◆ REQUIREMENT
Within the listing below, please show every line carrying the string "usize".

== Segment start ==

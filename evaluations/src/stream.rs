//! Reconstructs the assistant's text from a buffered chat event stream.
//!
//! The chat endpoint answers with line-oriented `data: <json>` events. Only
//! `text-delta` events carry text; everything else is ignored. Parsing is
//! lenient: a `data:` line that is not valid JSON contributes nothing, so a
//! truncated stream still yields whatever text could be decoded.

use serde::Deserialize;
use tracing::{debug, warn};

const DATA_PREFIX: &str = "data:";
const DONE_SENTINEL: &str = "[DONE]";

#[derive(Debug, Deserialize, PartialEq)]
#[serde(tag = "type", rename_all = "kebab-case")]
enum ChatStreamEvent {
    TextStart,
    TextDelta {
        #[serde(default)]
        delta: String,
    },
    TextEnd,
    Finish,
    Error {
        #[serde(default, rename = "errorText")]
        error_text: Option<String>,
    },
    #[serde(other)]
    Other,
}

/// Output of [`decode_event_stream_with_stats`].
#[derive(Debug, Clone, Default, PartialEq, Eq)]
pub struct DecodedStream {
    /// Concatenated `text-delta` fragments, trimmed.
    pub text: String,
    /// Number of `data:` lines that decoded to an event.
    pub events: usize,
    /// Number of `data:` lines whose payload was not valid JSON.
    pub skipped_lines: usize,
}

/// Decodes a chat event stream body into the assistant's text.
pub fn decode_event_stream(body: &str) -> String {
    decode_event_stream_with_stats(body).text
}

/// Like [`decode_event_stream`], but also reports how many lines were skipped.
pub fn decode_event_stream_with_stats(body: &str) -> DecodedStream {
    let mut text = String::new();
    let mut events = 0;
    let mut skipped_lines = 0;

    for line in body.lines() {
        let Some(payload) = line.strip_prefix(DATA_PREFIX) else {
            continue;
        };
        let payload = payload.strip_prefix(' ').unwrap_or(payload);
        if payload.trim() == DONE_SENTINEL {
            continue;
        }
        match serde_json::from_str::<ChatStreamEvent>(payload) {
            Ok(event) => {
                events += 1;
                match event {
                    ChatStreamEvent::TextDelta { delta } => text.push_str(&delta),
                    ChatStreamEvent::Error { error_text } => {
                        warn!(
                            error = error_text.as_deref().unwrap_or("<no error text>"),
                            "Chat stream reported an error event"
                        );
                    }
                    ChatStreamEvent::TextStart
                    | ChatStreamEvent::TextEnd
                    | ChatStreamEvent::Finish
                    | ChatStreamEvent::Other => {}
                }
            }
            Err(_) => skipped_lines += 1,
        }
    }

    if skipped_lines > 0 {
        debug!(skipped_lines, events, "Skipped malformed chat stream lines");
    }

    DecodedStream {
        text: text.trim().to_string(),
        events,
        skipped_lines,
    }
}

== Segment end ==

◆ ANSWER BOX
    pub events: usize,
    pub skipped_lines: usize,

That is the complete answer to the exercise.